Example: src/modules/wallets/wallets.controller.ts
import type { Request, Response, NextFunction } from "noblex";
import { Controller, Route, Get } from "noblex";
@Controller("/wallets", [
(req: Request, res: Response, next: NextFunction) => {
console.log("controller method sync");
next();
},
])
class WalletController /* extends WalletMethods*/ {
@Get("/sync",
(req: Request, res: Response, next: NextFunction) => {
console.log("middleware method sync");
next();
},
)
async syncWalletHandler(req: Request) {
console.log("sync method called");
const data = { a: 22 }; // await super.syncWallet();
return data;
}
}
export default WalletController;
What’s happening here?
-
@Controller("/wallets", [...])
Defines the base route/wallets
and attaches controller-level middleware executed on every route inside this controller. -
@Get("/sync", [...])
Defines a GET endpoint/wallets/sync
with optional route-level middleware. -
Middleware functions receive the usual
req
,res
, andnext
parameters and run before the handler. -
The handler method (
syncWalletHandler
) is async and returns data directly — Noblex handles sending the JSON response automatically.

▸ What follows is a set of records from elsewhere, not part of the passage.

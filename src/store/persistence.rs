//! On-disk format for the hash store
//!
//! Layout: 4-byte magic `HSIX`, 4-byte little-endian format version, then
//! bincode(`Vec<FileRecord>`). Writes go to a temp file in the same directory and
//! are renamed into place, so a partial write is never visible under the final name.

use crate::error::StorageError;
use crate::store::FileRecord;
use bincode::Options;
use std::fs;
use std::io::Write;
use std::path::Path;
use tempfile::NamedTempFile;

const INDEX_MAGIC: &[u8; 4] = b"HSIX";
const INDEX_VERSION_V1: u32 = 1;
const HEADER_LEN: usize = 8;

/// Fixed-width integers, and nothing may follow the record list.
fn codec() -> impl Options {
    bincode::DefaultOptions::new()
        .with_fixint_encoding()
        .reject_trailing_bytes()
}

/// Read and decode the index. `Ok(None)` when the file does not exist.
pub fn read_index(path: &Path) -> Result<Option<Vec<FileRecord>>, StorageError> {
    let bytes = match fs::read(path) {
        Ok(bytes) => bytes,
        Err(e) if e.kind() == std::io::ErrorKind::NotFound => return Ok(None),
        Err(e) => {
            return Err(StorageError::IoError(std::io::Error::new(
                e.kind(),
                format!("Failed to read hash store from {:?}: {}", path, e),
            )))
        }
    };
    decode(&bytes)
        .map(Some)
        .map_err(|reason| StorageError::StoreCorrupt {
            path: path.to_path_buf(),
            reason,
        })
}

/// Encode and atomically write the index.
pub fn write_index<'a, I>(path: &Path, records: I) -> Result<(), StorageError>
where
    I: IntoIterator<Item = &'a FileRecord>,
{
    let parent = match path.parent() {
        Some(p) if !p.as_os_str().is_empty() => p.to_path_buf(),
        _ => std::path::PathBuf::from("."),
    };
    fs::create_dir_all(&parent).map_err(|e| {
        StorageError::IoError(std::io::Error::new(
            e.kind(),
            format!("Failed to create parent directory {:?}: {}", parent, e),
        ))
    })?;

    let serialized = encode(records)?;

    let mut temp = NamedTempFile::new_in(&parent)?;
    temp.write_all(&serialized)?;
    temp.as_file().sync_all()?;

    // Rename into place; on failure the temp file is removed when dropped
    temp.persist(path).map_err(|e| {
        StorageError::IoError(std::io::Error::new(
            e.error.kind(),
            format!("Failed to rename temp file to {:?}: {}", path, e.error),
        ))
    })?;

    Ok(())
}

fn encode<'a, I>(records: I) -> Result<Vec<u8>, StorageError>
where
    I: IntoIterator<Item = &'a FileRecord>,
{
    let records: Vec<&FileRecord> = records.into_iter().collect();
    let payload = codec().serialize(&records).map_err(|e| {
        StorageError::IoError(std::io::Error::new(
            std::io::ErrorKind::Other,
            format!("Failed to serialize hash store: {}", e),
        ))
    })?;
    let mut out = Vec::with_capacity(HEADER_LEN + payload.len());
    out.extend_from_slice(INDEX_MAGIC);
    out.extend_from_slice(&INDEX_VERSION_V1.to_le_bytes());
    out.extend_from_slice(&payload);
    Ok(out)
}

fn decode(bytes: &[u8]) -> Result<Vec<FileRecord>, String> {
    if bytes.len() < HEADER_LEN {
        return Err("file too short".to_string());
    }
    if &bytes[..4] != INDEX_MAGIC {
        return Err("bad magic".to_string());
    }
    let version = u32::from_le_bytes([bytes[4], bytes[5], bytes[6], bytes[7]]);
    if version != INDEX_VERSION_V1 {
        return Err(format!("unsupported format version {}", version));
    }
    codec()
        .deserialize(&bytes[HEADER_LEN..])
        .map_err(|e| format!("failed to decode records: {}", e))
}
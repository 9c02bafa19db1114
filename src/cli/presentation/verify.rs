//! Verify result renderers: JSON-lines and a text table.

use crate::error::ApiError;
use crate::types::hash_to_hex;
use crate::verify::{VerificationResult, VerificationStatus};
use comfy_table::Table;
use owo_colors::OwoColorize;

const SHORT_HASH: usize = 12;

/// One JSON object per result: `path`, `status`, `stored`, `current` (and `error`).
pub fn format_verify_json_lines<'a, I>(results: I) -> Result<String, ApiError>
where
    I: IntoIterator<Item = &'a VerificationResult>,
{
    let mut lines = Vec::new();
    for result in results {
        lines.push(serde_json::to_string(result).map_err(|e| {
            ApiError::RenderError(format!("result {}: {}", result.path, e))
        })?);
    }
    Ok(lines.join("\n"))
}

/// Table of results followed by a one-line summary.
pub fn format_verify_table<'a, I>(results: I, color: bool) -> String
where
    I: IntoIterator<Item = &'a VerificationResult>,
{
    let mut table = Table::new();
    table.load_preset(comfy_table::presets::UTF8_FULL);
    table.set_header(vec!["Status", "Path", "Stored", "Current"]);

    let mut counts = [0usize; 5];
    let mut rows = 0usize;
    for r in results {
        rows += 1;
        counts[status_index(r.status)] += 1;
        let current = match (&r.current_hash, &r.error) {
            (Some(h), _) => short(h),
            (None, Some(err)) => err.clone(),
            (None, None) => "-".to_string(),
        };
        table.add_row(vec![
            r.status.to_string(),
            r.path.clone(),
            r.stored_hash.as_ref().map(short).unwrap_or_else(|| "-".to_string()),
            current,
        ]);
    }

    let summary = summary_line(&counts, color);
    if rows == 0 {
        return format!("No entries to report\n{}", summary);
    }
    format!("{}\n{}", table, summary)
}

fn summary_line(counts: &[usize; 5], color: bool) -> String {
    let parts = [
        (counts[0], "match"),
        (counts[1], "mismatch"),
        (counts[2], "missing"),
        (counts[3], "untracked"),
        (counts[4], "unreadable"),
    ];
    parts
        .iter()
        .map(|(n, label)| {
            let text = format!("{} {}", n, label);
            match (color, *label, *n) {
                (false, _, _) | (true, _, 0) => text,
                (true, "match", _) => text.green().to_string(),
                (true, "mismatch", _) | (true, "unreadable", _) => text.red().to_string(),
                (true, _, _) => text.yellow().to_string(),
            }
        })
        .collect::<Vec<_>>()
        .join(", ")
}

fn status_index(status: VerificationStatus) -> usize {
    match status {
        VerificationStatus::Match => 0,
        VerificationStatus::Mismatch => 1,
        VerificationStatus::Missing => 2,
        VerificationStatus::Untracked => 3,
        VerificationStatus::Unreadable => 4,
    }
}

fn short(hash: &crate::types::Hash) -> String {
    let mut hex = hash_to_hex(hash);
    hex.truncate(SHORT_HASH);
    hex
}
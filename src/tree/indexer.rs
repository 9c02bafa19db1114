//! The `hash` pipeline: walk, hash on the worker pool, upsert.
//!
//! Workers only compute digests. The driving task owns the `HashStore` and applies
//! every upsert itself, so the index has a single writer for the whole run.

use crate::concurrency::WorkerPool;
use crate::error::{ApiError, FileIoError};
use crate::report::ItemFailure;
use crate::store::{FileRecord, HashStore, UpsertOutcome};
use crate::tree::hasher::{self, FileDigest};
use crate::tree::path;
use crate::tree::walker::Walker;
use crate::types::now_millis;
use futures::stream::{BoxStream, StreamExt};
use std::path::{Path, PathBuf};
use std::time::Instant;
use tracing::{debug, info, warn};

type HashItem = Result<(PathBuf, FileDigest), ItemFailure>;
type HashStream = BoxStream<'static, Result<HashItem, ApiError>>;

/// Outcome of one `hash` run.
#[derive(Debug, Default, Clone)]
pub struct HashReport {
    /// Records written this run, in walk order
    pub records: Vec<FileRecord>,
    pub inserted: usize,
    pub updated: usize,
    pub unchanged: usize,
    pub failures: Vec<ItemFailure>,
}

impl HashReport {
    pub fn is_success(&self) -> bool {
        self.failures.is_empty()
    }
}

/// Hashes trees into a `HashStore`.
#[derive(Debug, Clone)]
pub struct Indexer {
    pool: WorkerPool,
    buffer_size: usize,
}

impl Indexer {
    pub fn new(pool: WorkerPool, buffer_size: usize) -> Self {
        Self { pool, buffer_size }
    }

    /// Hash every file under the walker's root and upsert it into `store`.
    ///
    /// The store's own index file is skipped when it lies under the root. Per-file
    /// failures are collected in the report. The store is not saved here; callers
    /// decide whether to persist (e.g. not on a dry run).
    pub async fn hash_tree(
        &self,
        store: &mut HashStore,
        walker: &Walker,
    ) -> Result<HashReport, ApiError> {
        let started = Instant::now();
        let canonical_base = path::canonicalize_path(store.base())?;
        let canonical_root = path::canonicalize_path(walker.root())?;
        info!(root = %canonical_root.display(), workers = self.pool.size(), "Hashing tree");

        let buffer_size = self.buffer_size;
        let index_file = path::canonicalize_lenient(store.path());
        let files = walker
            .rooted_at(canonical_root)
            .files()
            .filter(move |item| !matches!(item, Ok(file) if file.path == index_file));
        let results = self.pool.map_ordered(files, move |item| -> HashItem {
            let file = item.map_err(|e| ItemFailure::new("<walk>", e))?;
            digest_of(file.path, buffer_size)
        });

        let report = Self::apply(store, &canonical_base, results).await?;
        info!(
            hashed = report.records.len(),
            inserted = report.inserted,
            updated = report.updated,
            failed = report.failures.len(),
            elapsed_ms = started.elapsed().as_millis() as u64,
            "Hash run complete"
        );
        Ok(report)
    }

    /// Hash an explicit list of files (e.g. ones just written by copy or
    /// download) and upsert them into `store`.
    pub async fn hash_files(
        &self,
        store: &mut HashStore,
        files: Vec<PathBuf>,
    ) -> Result<HashReport, ApiError> {
        let canonical_base = path::canonicalize_path(store.base())?;
        debug!(files = files.len(), "Recording files");

        let buffer_size = self.buffer_size;
        let results = self.pool.map_ordered(files, move |file| -> HashItem {
            let canonical = path::canonicalize_path(&file)
                .map_err(|e| ItemFailure::new(file.display().to_string(), e))?;
            digest_of(canonical, buffer_size)
        });

        let report = Self::apply(store, &canonical_base, results).await?;
        info!(
            recorded = report.records.len(),
            failed = report.failures.len(),
            "Recorded files in index"
        );
        Ok(report)
    }

    /// Single writer: apply worker results to the store in order.
    async fn apply(
        store: &mut HashStore,
        canonical_base: &Path,
        mut results: HashStream,
    ) -> Result<HashReport, ApiError> {
        let mut report = HashReport::default();
        while let Some(result) = results.next().await {
            match result? {
                Ok((file_path, digest)) => {
                    let record = Self::record_for(canonical_base, file_path, digest);
                    debug!(path = %record.path, size = record.size_bytes, "Hashed file");
                    match store.upsert(record.clone()) {
                        UpsertOutcome::Inserted => report.inserted += 1,
                        UpsertOutcome::Updated => report.updated += 1,
                        UpsertOutcome::Unchanged => report.unchanged += 1,
                    }
                    report.records.push(record);
                }
                Err(failure) => {
                    warn!(
                        item = %failure.item,
                        error = %failure.error,
                        "Failed to hash file, skipping"
                    );
                    report.failures.push(failure);
                }
            }
        }
        Ok(report)
    }

    fn record_for(canonical_base: &Path, file: PathBuf, digest: FileDigest) -> FileRecord {
        FileRecord::new(
            path::key_under(canonical_base, &file),
            digest.hash,
            digest.size,
            now_millis(),
        )
    }
}

fn digest_of(file: PathBuf, buffer_size: usize) -> HashItem {
    match hasher::hash_file(&file, buffer_size) {
        Ok(digest) => Ok((file, digest)),
        Err(e) => {
            let item = file.display().to_string();
            Err(ItemFailure::new(item, FileIoError::new(file, e)))
        }
    }
}
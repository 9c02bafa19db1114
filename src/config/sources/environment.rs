//! Environment source: HASHER_<SECTION>__<KEY>, e.g. HASHER_DOWNLOAD__RETRY_COUNT=5

use config::builder::DefaultState;
use config::ConfigBuilder;
use config::Environment;

pub fn add_to_builder(builder: ConfigBuilder<DefaultState>) -> ConfigBuilder<DefaultState> {
    builder.add_source(
        Environment::with_prefix("HASHER")
            .prefix_separator("_")
            .separator("__")
            .try_parsing(true),
    )
}
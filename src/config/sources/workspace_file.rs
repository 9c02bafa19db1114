//! Workspace config file source: hasher.toml and hasher.{env}.toml

use config::builder::DefaultState;
use config::ConfigBuilder;
use config::File;
use std::path::Path;

pub const WORKSPACE_CONFIG_FILE: &str = "hasher.toml";

/// Add workspace config files to builder.
/// Precedence: hasher.toml (base) then hasher.{HASHER_ENV}.toml when HASHER_ENV is set.
pub fn add_to_builder(
    builder: ConfigBuilder<DefaultState>,
    workspace_root: &Path,
) -> ConfigBuilder<DefaultState> {
    let mut builder = builder;

    let base_config_path = workspace_root.join(WORKSPACE_CONFIG_FILE);
    if base_config_path.exists() {
        builder = builder.add_source(File::from(base_config_path.as_path()).required(false));
    }

    if let Ok(env_name) = std::env::var("HASHER_ENV") {
        let env_config_path = workspace_root.join(format!("hasher.{}.toml", env_name));
        if env_config_path.exists() {
            builder = builder.add_source(File::from(env_config_path.as_path()).required(false));
        }
    }

    builder
}
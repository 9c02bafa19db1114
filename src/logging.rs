//! Logging System
//!
//! Structured logging using the `tracing` crate. Log events go to stderr by default
//! so command output on stdout stays machine readable (JSON-lines, SQL).

use crate::error::ApiError;
use serde::{Deserialize, Serialize};
use std::collections::HashMap;
use std::path::PathBuf;
use std::sync::Mutex;
use tracing_subscriber::fmt::time::ChronoUtc;
use tracing_subscriber::fmt::writer::{BoxMakeWriter, MakeWriterExt};
use tracing_subscriber::{fmt, layer::SubscriberExt, util::SubscriberInitExt, EnvFilter, Registry};

/// Logging configuration
#[derive(Debug, Clone, Serialize, Deserialize)]
pub struct LoggingConfig {
    /// When false no subscriber is installed at all
    #[serde(default = "default_true")]
    pub enabled: bool,

    /// Log level: trace, debug, info, warn, error, off
    #[serde(default = "default_log_level")]
    pub level: String,

    /// Output format: json, text (default: text)
    #[serde(default = "default_format")]
    pub format: String,

    /// Output destination: stderr, stdout, file, file+stderr
    #[serde(default = "default_output")]
    pub output: String,

    /// Log file path (if output includes "file")
    #[serde(default = "default_log_file")]
    pub file: PathBuf,

    /// Enable colored output (text format on a terminal stream only)
    #[serde(default = "default_true")]
    pub color: bool,

    /// Module-specific log levels
    #[serde(default)]
    pub modules: HashMap<String, String>,
}

fn default_log_level() -> String {
    "info".to_string()
}

fn default_format() -> String {
    "text".to_string()
}

fn default_output() -> String {
    "stderr".to_string()
}

fn default_log_file() -> PathBuf {
    PathBuf::from(".hasher/hasher.log")
}

fn default_true() -> bool {
    true
}

impl Default for LoggingConfig {
    fn default() -> Self {
        Self {
            enabled: default_true(),
            level: default_log_level(),
            format: default_format(),
            output: default_output(),
            file: default_log_file(),
            color: default_true(),
            modules: HashMap::new(),
        }
    }
}

/// Initialize the logging system
///
/// Priority order (highest to lowest):
/// 1. Environment variables (HASHER_LOG, HASHER_LOG_FORMAT, HASHER_LOG_OUTPUT)
/// 2. CLI arguments, already folded into `config`
/// 3. Configuration file
/// 4. Defaults
pub fn init_logging(config: Option<&LoggingConfig>) -> Result<(), ApiError> {
    if !config.map(|c| c.enabled).unwrap_or(true) {
        return Ok(());
    }

    let filter = build_env_filter(config)?;
    let format = determine_format(config)?;
    let output = determine_output(config)?;
    let use_color = config.map(|c| c.color).unwrap_or(true) && !output.file;

    let writer = match (output.file, output.stderr, output.stdout) {
        (true, true, _) => {
            let file = Mutex::new(open_log_file(config)?);
            BoxMakeWriter::new(std::io::stderr.and(file))
        }
        (true, false, _) => BoxMakeWriter::new(Mutex::new(open_log_file(config)?)),
        (false, _, true) => BoxMakeWriter::new(std::io::stdout),
        _ => BoxMakeWriter::new(std::io::stderr),
    };

    let base_subscriber = Registry::default().with(filter);
    let installed = if format == "json" {
        base_subscriber
            .with(
                fmt::layer()
                    .json()
                    .with_target(true)
                    .with_timer(ChronoUtc::rfc_3339())
                    .with_writer(writer),
            )
            .try_init()
    } else {
        base_subscriber
            .with(
                fmt::layer()
                    .with_target(true)
                    .with_timer(ChronoUtc::rfc_3339())
                    .with_ansi(use_color)
                    .with_writer(writer),
            )
            .try_init()
    };

    installed.map_err(|e| ApiError::ConfigError(format!("Failed to install logger: {}", e)))
}

fn open_log_file(config: Option<&LoggingConfig>) -> Result<std::fs::File, ApiError> {
    let log_file = config
        .map(|c| c.file.clone())
        .unwrap_or_else(default_log_file);

    if let Some(parent) = log_file.parent().filter(|p| !p.as_os_str().is_empty()) {
        std::fs::create_dir_all(parent).map_err(|e| {
            ApiError::ConfigError(format!("Failed to create log directory: {}", e))
        })?;
    }
    std::fs::OpenOptions::new()
        .create(true)
        .append(true)
        .open(&log_file)
        .map_err(|e| ApiError::ConfigError(format!("Failed to open log file {:?}: {}", log_file, e)))
}

/// Build environment filter from config or environment variables
fn build_env_filter(config: Option<&LoggingConfig>) -> Result<EnvFilter, ApiError> {
    if let Ok(filter) = EnvFilter::try_from_env("HASHER_LOG") {
        return Ok(filter);
    }

    let level = config.map(|c| c.level.as_str()).unwrap_or("info");
    if level == "off" {
        return Ok(EnvFilter::new("off"));
    }

    let mut filter = EnvFilter::new(level);
    if let Some(config) = config {
        for (module, module_level) in &config.modules {
            let directive = format!("{}={}", module, module_level);
            filter = filter.add_directive(
                directive
                    .parse()
                    .map_err(|e| ApiError::ConfigError(format!("Invalid log directive: {}", e)))?,
            );
        }
    }
    Ok(filter)
}

/// Determine output format from config or environment
fn determine_format(config: Option<&LoggingConfig>) -> Result<String, ApiError> {
    if let Ok(format) = std::env::var("HASHER_LOG_FORMAT") {
        if format == "json" || format == "text" {
            return Ok(format);
        }
    }

    let format = config.map(|c| c.format.as_str()).unwrap_or("text");
    if format != "json" && format != "text" {
        return Err(ApiError::ConfigError(format!(
            "Invalid log format: {} (must be 'json' or 'text')",
            format
        )));
    }
    Ok(format.to_string())
}

/// Output destinations
#[derive(Debug, PartialEq, Eq)]
struct OutputDestinations {
    stdout: bool,
    stderr: bool,
    file: bool,
}

/// Determine output destinations from config or environment
fn determine_output(config: Option<&LoggingConfig>) -> Result<OutputDestinations, ApiError> {
    if let Ok(output) = std::env::var("HASHER_LOG_OUTPUT") {
        return parse_output_destinations(&output);
    }
    let output = config.map(|c| c.output.as_str()).unwrap_or("stderr");
    parse_output_destinations(output)
}

fn parse_output_destinations(output: &str) -> Result<OutputDestinations, ApiError> {
    let (stdout, stderr, file) = match output {
        "stdout" => (true, false, false),
        "stderr" => (false, true, false),
        "file" => (false, false, true),
        "file+stderr" => (false, true, true),
        _ => {
            return Err(ApiError::ConfigError(format!(
                "Invalid log output: {} (must be 'stderr', 'stdout', 'file', or 'file+stderr')",
                output
            )))
        }
    };
    Ok(OutputDestinations {
        stdout,
        stderr,
        file,
    })
}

Middleware Usage Styles with Example
You can apply middleware in two different ways in Noblex controllers:
-
@Controller("/wallets", mid1, mid2, ...)
This style appends middleware to the existing dynamic middleware stack. -
@Controller("/wallets", [mid1, mid2, ...])
This style replaces (overwrites) the dynamic middleware with the given array.
The same applies to class methods:
-
Middleware declared on class methods appends to controller middleware by default.
-
Middleware passed as an array to methods replaces controller and dynamic middleware for that route.
Example: Authorization Middleware
Suppose you set an authorization middleware globally on the controller:
@Controller("/users")
class UsersController {
@Post("/login", []) // This route removes the auth middleware override
async login(req: Request) {
// Public login endpoint, no auth required
}
@Get("/profile")
async profile(req: Request) {
// Requires auth because middleware is appended from controller
}
}
💡 Tip:
You can also set your auth middleware in the app’s dynamic middleware array, making it accessible across the whole application or selectively override it per controller or route.
This is usually the best approach unless you have many public APIs that should bypass the auth middleware. In that case, controlling middleware per controller or route can be cleaner. Important: Always import all your controllers before you create and runnew App()
to ensure routes and middleware are properly registered.